Often these conversations can be planned for, but with online content being so accessible, occasionally they may be needed earlier than anticipated. Talking about serious issues can be a daunting prospect, but it’s important to remember that as parents and carers you are the best people for your children to talk to.

If you need to talk about something difficult with your child, try to:

Plan what you want to say in advance, and seek support and information if needed so that you feel prepared.

Choose a moment when there are no other distractions and you are not rushed for time, but acknowledge that they might not feel ready to speak straight away.

Consider the best approach to anticipate how your child might react. You might want to directly explain the concerns that led to the conversation, or feel that asking some broader questions might be more suitable in the first instance.

Give your child time to process what you are saying and share their thoughts, without interruption or blame. Listen carefully to any confusion or concerns.

Share your own experiences if you can. Were you ever in a similar situation and how was it resolved?

Reassure them you are always there to help and even if you don’t know the answers, you can find these out together.

Get support quickly if they need it. This might be from family, friends, your child’s school or other agencies.

My child has said something worrying – what do I do?

If your child comes to you with a concern, the most important thing is to remain calm and reassure them that they’ve done the right thing by talking to you. If you suspect, or find out from someone else that your child is dealing with a worrying situation online, let them know that sharing it with you is the first step to resolving the issue.

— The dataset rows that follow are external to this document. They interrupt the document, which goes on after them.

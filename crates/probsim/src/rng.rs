//! Random source abstraction for trial generators.
//!
//! Every generator and runner takes its randomness as an explicit
//! `&mut impl RandomSource` instead of reaching for a process-wide generator:
//! - **Reproducible runs**: `SimRng::new(seed)` gives the same draws every time
//! - **Fresh runs**: `SimRng::from_entropy()` seeds from the OS, so repeated
//!   processes differ
//! - **Scripted runs**: `ScriptedRng` replays a fixed sequence for unit tests
//!
//! # Performance
//!
//! `next_uniform` sits on the hot path of every trial. Take sources as
//! `<R: RandomSource>` generic parameters so calls are monomorphized and
//! inlined; the trait stays object safe for the rare `&mut dyn` caller.
//!
//! # Example: Per-Worker Forking
//!
//! ```rust
//! use probsim::{RandomSource, SimRng};
//!
//! let mut master = SimRng::new(42);
//! let mut worker0 = master.fork(); // Independent stream
//! let mut worker1 = master.fork(); // Independent stream
//!
//! assert!(worker0.next_uniform(6) < 6);
//! assert!(worker1.next_uniform(6) < 6);
//! ```

use rand::rngs::SmallRng;
use rand::{Rng as _, RngCore, SeedableRng};

/// Source of uniformly distributed integers.
///
/// Implementations must return values uniformly distributed over
/// `[0, bound)`, each call independent of the previous ones. Draws never run
/// out.
pub trait RandomSource {
    /// Returns a uniform integer in `[0, bound)`.
    ///
    /// `bound` is always positive; generators validate their parameters
    /// before drawing.
    fn next_uniform(&mut self, bound: u64) -> u64;

    /// Derives an independent child stream from this source.
    ///
    /// The child is deterministic given the parent's state, so a forked run
    /// is reproducible whenever the parent is.
    fn fork(&mut self) -> Self
    where
        Self: Sized;
}

// ============================================================================
// Seedable Implementation
// ============================================================================

/// Seedable pseudo-random source backed by `SmallRng`.
#[derive(Debug, Clone)]
pub struct SimRng {
    inner: SmallRng,
    seed: Option<u64>,
}

impl SimRng {
    /// Creates a reproducible source from `seed`.
    pub fn new(seed: u64) -> Self {
        Self {
            inner: SmallRng::seed_from_u64(seed),
            seed: Some(seed),
        }
    }

    /// Creates a source seeded from operating system entropy.
    pub fn from_entropy() -> Self {
        Self {
            inner: SmallRng::from_entropy(),
            seed: None,
        }
    }

    /// Returns the seed, or `None` for entropy-seeded sources.
    pub fn seed(&self) -> Option<u64> {
        self.seed
    }

    /// Returns a raw 64-bit draw.
    pub fn next_u64(&mut self) -> u64 {
        self.inner.next_u64()
    }
}

impl RandomSource for SimRng {
    #[inline]
    fn next_uniform(&mut self, bound: u64) -> u64 {
        debug_assert!(bound > 0, "bound must be positive");
        self.inner.gen_range(0..bound)
    }

    fn fork(&mut self) -> Self {
        Self::new(self.inner.next_u64())
    }
}

// ============================================================================
// Scripted Implementation
// ============================================================================

/// Replays a fixed sequence of draws, cycling when exhausted.
///
/// Each scripted value is reduced modulo the requested bound, so a script
/// written for `bound = 6` stays in range when reused for `bound = 3`. An empty
/// script always draws 0.
#[derive(Debug, Clone, Default)]
pub struct ScriptedRng {
    script: Vec<u64>,
    cursor: usize,
    draws: u64,
}

impl ScriptedRng {
    /// Creates a source that replays `script` in order.
    pub fn new(script: impl Into<Vec<u64>>) -> Self {
        Self {
            script: script.into(),
            cursor: 0,
            draws: 0,
        }
    }

    /// Number of values drawn so far.
    pub fn draws(&self) -> u64 {
        self.draws
    }
}

impl RandomSource for ScriptedRng {
    fn next_uniform(&mut self, bound: u64) -> u64 {
        debug_assert!(bound > 0, "bound must be positive");
        self.draws += 1;
        if self.script.is_empty() {
            return 0;
        }
        let value = self.script[self.cursor % self.script.len()];
        self.cursor = (self.cursor + 1) % self.script.len();
        value % bound
    }

    /// Forks a replay of the parent's upcoming draws.
    fn fork(&mut self) -> Self {
        Self {
            script: self.script.clone(),
            cursor: self.cursor,
            draws: 0,
        }
    }
}

// ============================================================================
// Tests
// ============================================================================
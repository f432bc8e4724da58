pub mod coordinate;
pub mod image;
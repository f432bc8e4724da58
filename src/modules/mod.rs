pub mod descriptor_model;
pub mod face_locator;
pub mod landmark_extractor;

When dealing with an online concern raised by your child, try to:

Let them explain in their own words what has happened.

Remain composed.

If you are feeling shocked, angry or worried, it’s likely that your child is feeling worse, but reacting that way may close down the conversation and lead your child to believe that they are to blame.

Acknowledge the challenges they have overcome, and let them know that they’ve done the right thing by telling you.  

Be honest.

It’s okay if you are unsure what to do next, the important thing is to let your child know you are there for them. There is a lot of further support out there to help you decide on your next steps.

Save the evidence wherever possible.

You may be able to report what has happened to the online service being used when the incident occurred. Evidence may include screen shots taken on a laptop or mobile device, emails, texts or online conversation histories.

Make a report as soon as possible.

Knowing who to report to is a really useful step to resolving many issues, so try to familiarise yourself with the reporting, blocking or moderating settings available on the services your child is using. Depending on what has happened, it might be necessary to let your child’s school know too, or other agencies such as the police.